Mendidik manusia agar dapat berdampak adalah tantangan generasi saat ini untuk generasi yang akan datang. Untuk itu dibutuhkan standarisasi pendidikan sekolah bisnis di Indonesia seperti AACSB (lembaga akreditasi sekolah bisnis dunia) guna mencapai tujuan bersama tersebut.
Tak hanya itu, kolaborasi juga diperlukan. Itu sebabnya setiap unit instansi pendidikan mesti saling berbagi pengalaman serta rencana pengembangan agar dapat memiliki dampak bagi masyarakat.

Demikian sikap yang mengerucut dalam Sharing Session bertajuk “Developing Quality Assurance For The Future: The Past, Current and future of AACSB Journey” di Laboratorium Teknik XIX SBM ITB, pada 9-10 Agustus 2023 lalu. Diskusi tersebut diisi oleh perwakilan sekolah bisnis di Indonesia yang sudah mengantongi standar AACSB.

Mereka adalah Dekan Fakultas Ekonomi dan Bisnis Universitas Indonesia Teguh Dartanto, Ph.D,; Mantan Dekan SBM ITB Prof. Dr. Ir. Utomo Sarjono Putro, M.eng; Dekan BINUS Business School Dezie Leonarda Warganegara, Ph.D; Wakil Dekan Bidang Penelitian, Pengabdian kepada Masyarakat, Kerjasama, dan Alumni UGM, Gumilang Aryo Sahadewo, S.E., M.A., Ph.D; dan dimoderatori oleh Prof. Reza Ashari Nasution, Ph.D. dari SBM ITB.

Pada dasarnya selalu ada tantangan dalam setiap generasi. Prof. Emil Salim dan Sri Mulyani merupakan bukti nyata seorang ekonomi berkontribusi nyata menangani tantangan negara hari ini. Untuk itulah, institusi pendidikan perlu melakukan transformasi yang substantif agar dapat menunjang kepentingan besar di masa depan.

“Transformasi merupakan sebuah perjalanan, dan AACSB adalah salah satu bentuk transformasi substansi atau pemaknaan yang perlu kita lakukan. Kita perlu punya leader yang mumpuni, punya keterlibatan dengan para pemangku kepentingan, dan sumber daya yang cukup untuk memenuhi kepentingan yang akan kita tuju,” tutur Teguh Dartanto, Ph.D.

Sedangkan Dezie Leonarda Warganegara, Ph.D mengambil sudut pandang sebagai orang tua. Orang tua selalu ingin anaknya menjadi manusia yang berkualitas, hidup layak serta sukses dalam jalurnya masing masing. Menurutnya, dengan sekolah bisnis Indonesia mengambil akreditasi AACSB, institusi pendidikan akan lebih memiliki kemampuan mendidik dengan lebih maksimal serta mengikuti perkembangan dunia.

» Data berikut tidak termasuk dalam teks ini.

fn parse_hdrl<R: Read + Seek>(
    reader: &mut R,
    body_len: u64,
    streams: &mut Vec<StreamInfo>,
) -> MediaResult<HdrlInfo> {
    let list_start = reader
        .stream_position()
        .map_err(|_| MediaError::DecodeError("seek failed".into()))?;
    let mut micros_per_frame = 0u32;
    let mut avih_width = 0u32;
    let mut avih_height = 0u32;

    loop {
        let pos = reader
            .stream_position()
            .map_err(|_| MediaError::DecodeError("seek failed".into()))?;
        if pos >= list_start + body_len {
            break;
        }
        let header = read_header(reader)?;
        if &header.fourcc == b"avih" {
            micros_per_frame = read_u32(reader)?;
            let _max_bytes_per_sec = read_u32(reader)?;
            let _padding_granularity = read_u32(reader)?;
            let _flags = read_u32(reader)?;
            let _total_frames = read_u32(reader)?;
            let _initial_frames = read_u32(reader)?;
            let _streams = read_u32(reader)?;
            let _suggested_buffer_size = read_u32(reader)?;
            avih_width = read_u32(reader)?;
            avih_height = read_u32(reader)?;
            let consumed = 4 * 10;
            let remaining = header.size as i64 - consumed as i64;
            if remaining > 0 {
                reader
                    .seek(SeekFrom::Current(remaining))
                    .map_err(|_| MediaError::DecodeError("seek failed".into()))?;
            }
            if header.size & 1 == 1 {
                reader
                    .seek(SeekFrom::Current(1))
                    .map_err(|_| MediaError::DecodeError("seek failed".into()))?;
            }
        } else if &header.fourcc == b"LIST" {
            let mut list_type = [0u8; 4];
            reader
                .read_exact(&mut list_type)
                .map_err(|_| MediaError::IoShort { expected: 4, got: 0 })?;
            let sub_len = header.size.saturating_sub(4) as u64;
            if &list_type == b"strl" {
                streams.push(parse_strl(reader, sub_len)?);
            } else {
                reader
                    .seek(SeekFrom::Current(sub_len as i64))
                    .map_err(|_| MediaError::DecodeError("seek failed".into()))?;
            }
        } else {
            let skip = header.size as i64 + (header.size as i64 & 1);
            reader
                .seek(SeekFrom::Current(skip))
                .map_err(|_| MediaError::DecodeError("seek failed".into()))?;
        }
    }

    Ok(HdrlInfo {
        micros_per_frame,
        avih_width,
        avih_height,
    })
}

fn parse_strl<R: Read + Seek>(reader: &mut R, body_len: u64) -> MediaResult<StreamInfo> {
    let list_start = reader
        .stream_position()
        .map_err(|_| MediaError::DecodeError("seek failed".into()))?;
    let mut info = StreamInfo::default();
    let mut fcc_type = [0u8; 4];

    loop {
        let pos = reader
            .stream_position()
            .map_err(|_| MediaError::DecodeError("seek failed".into()))?;
        if pos >= list_start + body_len {
            break;
        }
        let header = read_header(reader)?;
        if &header.fourcc == b"strh" {
            reader
                .read_exact(&mut fcc_type)
                .map_err(|_| MediaError::IoShort { expected: 4, got: 0 })?;
            info.is_video = &fcc_type == b"vids";
            info.is_audio = &fcc_type == b"auds";
            let remaining = header.size as i64 - 4;
            if remaining > 0 {
                reader
                    .seek(SeekFrom::Current(remaining))
                    .map_err(|_| MediaError::DecodeError("seek failed".into()))?;
            }
            if header.size & 1 == 1 {
                reader
                    .seek(SeekFrom::Current(1))
                    .map_err(|_| MediaError::DecodeError("seek failed".into()))?;
            }
        } else if &header.fourcc == b"strf" {
            if info.is_video {
                parse_strf_video(reader, header.size, &mut info)?;
            } else if info.is_audio {
                parse_strf_audio(reader, header.size, &mut info)?;
            } else {
                let skip = header.size as i64 + (header.size as i64 & 1);
                reader
                    .seek(SeekFrom::Current(skip))
                    .map_err(|_| MediaError::DecodeError("seek failed".into()))?;
            }
        } else {
            let skip = header.size as i64 + (header.size as i64 & 1);
            reader
                .seek(SeekFrom::Current(skip))
                .map_err(|_| MediaError::DecodeError("seek failed".into()))?;
        }
    }

    Ok(info)
}

fn parse_strf_video<R: Read + Seek>(
    reader: &mut R,
    chunk_size: u32,
    info: &mut StreamInfo,
) -> MediaResult<()> {
    let _bi_size = read_u32(reader)?;
    let width = read_u32(reader)?;
    let height_raw = read_u32(reader)?;
    let _bi_planes = read_u16(reader)?;
    let _bi_bit_count = read_u16(reader)?;
    let _bi_compression = read_u32(reader)?;
    let _bi_size_image = read_u32(reader)?;
    let _bi_x_pels = read_u32(reader)?;
    let _bi_y_pels = read_u32(reader)?;
    let _bi_clr_used = read_u32(reader)?;
    let _bi_clr_important = read_u32(reader)?;

    info.width = width;
    info.height = (height_raw as i32).unsigned_abs();

    const BITMAPINFOHEADER_LEN: u32 = 40;
    let extra_len = chunk_size.saturating_sub(BITMAPINFOHEADER_LEN) as usize;
    let capped = extra_len.min(MAX_VOL_EXTRADATA);
    let mut vol = vec![0u8; capped];
    if capped > 0 {
        reader
            .read_exact(&mut vol)
            .map_err(|_| MediaError::IoShort { expected: capped, got: 0 })?;
    }
    if extra_len > capped {
        reader
            .seek(SeekFrom::Current((extra_len - capped) as i64))
            .map_err(|_| MediaError::DecodeError("seek failed".into()))?;
    }
    info.vol_extradata = vol;

    if chunk_size & 1 == 1 {
        reader
            .seek(SeekFrom::Current(1))
            .map_err(|_| MediaError::DecodeError("seek failed".into()))?;
    }
    Ok(())
}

SBM ITB sendiri adalah hasil kesadaran akan pentingnya sektor bisnis di ITB, yang telah ada sedari tahun 1970. Sains dan teknologi sebagai suatu ekosistem butuh pola pikir kewirausahaan yang dapat menjembataninya dengan kepentingan, kebutuhan dan problem yang dirasakan oleh masyarakat. Keterlibatan berbagai pihak sangat menentukan dampak nyata dalam masyarakat. Berbekal dari pemikiran tersebut, SBM ITB berdiri dan memiliki keunikan di tengah institusi pendidikan sains dan teknologi yang telah ada di ITB, dan memiliki misi untuk mendidik Technopreneurship.

“Kami suka tantangan, dari yang baru berdiri, kita punya motivasi, visi dan tekad yang menjadi acuan kami. Dan kami memilih akreditasi AACSB ini dengan dasar bahwa dengan standard yang tinggi ini dapat membuat institusi pendidikan menghasilkan insan yang mempunyai keahlian yang menjawab tantangan masa depan, yang sangat bersinggungan dengan bisnis dan teknologi, yakni mendidik technopreneurship,” tutur Prof. Utomo.

Gumilang Aryo Sahadewo mengatakan bahwa sebagai institusi pendidikan, universitas sangat berperan dalam mencetak pemimpin masa depan. Bukan hanya sekedar mengajar, tapi mendidik, mengasuh, sehingga iklim ekonomi bisnis yang saling mendukung kelak berdampak pada masyarakat serta sesuai dengan nilai-nilai keberlanjutan.

“Standar akreditasi AACSB ini pada dasarnya lebih untuk menunjukkan kualitas dari sistem pembelajaran yang mendukung. Dengan akreditasi ini, institusi pendidikan berusaha menjamin dan memastikan kualitas pembelajaran yang maksimal serta berdampak bagi masyarakat,” kata Gumilang Aryo.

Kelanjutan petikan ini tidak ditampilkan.